Both of these trends are showcased in Tubular’s Q2 2018 State of Online Video Report, where Tubular takes a deep dive into some of the trends blowing up on social video. Our latest report will give you the heads-up on:

  • The latest global mega-trends in video content
  • Insights into rising video content in Q3 2018
  • The evolution of evergreen content
  • Hot creators to watch

Street Food Fanaticism Hits a Boiling Point

It may come as little surprise that food content continues to draw in the crowds across YouTube and Facebook video, but Tubular’s newest State of Online Video Report highlights some of the trends that showrunners may have missed.

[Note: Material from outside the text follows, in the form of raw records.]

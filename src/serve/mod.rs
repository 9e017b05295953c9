//! Development server: static serving, live reload and source watching

pub mod reload;
pub mod server;
pub mod watch;

pub use reload::ReloadHub;
pub use server::DevServer;
pub use watch::{ChangePlan, DevSession, SourceWatcher, WatchRule};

For instance, the “street food” trend showcases tasty food ingeniously made on the streets of popular destinations. Content around “street food” generated 735 million YouTube views and 333 million Facebook video views in Q1, with the trend continuing to rise on both platforms. And “street food” content has made an appearance across a number of verticals as creators have uploaded videos around YouTube channels and Facebook properties dedicated to entertainment, travel, and lifestyle, as well as food and drink.

For example, Proper Tasty, a media company in the entertainment genre, uploaded “Have you seen this Chinese Street Food? Jianbing! 煎饼果子来一套!” on November 21, 2017. It got 16.1 million views in the first 30 days.

Next, Culture Trip, a media company in the travel genre, uploaded “Hawker Chan is a Michelin-starred street chef” to Facebook on March 21, 2108. It got 445,000 views in the first 30 days. Or, check out Furious Pete, an influencer in the people and blogs genre….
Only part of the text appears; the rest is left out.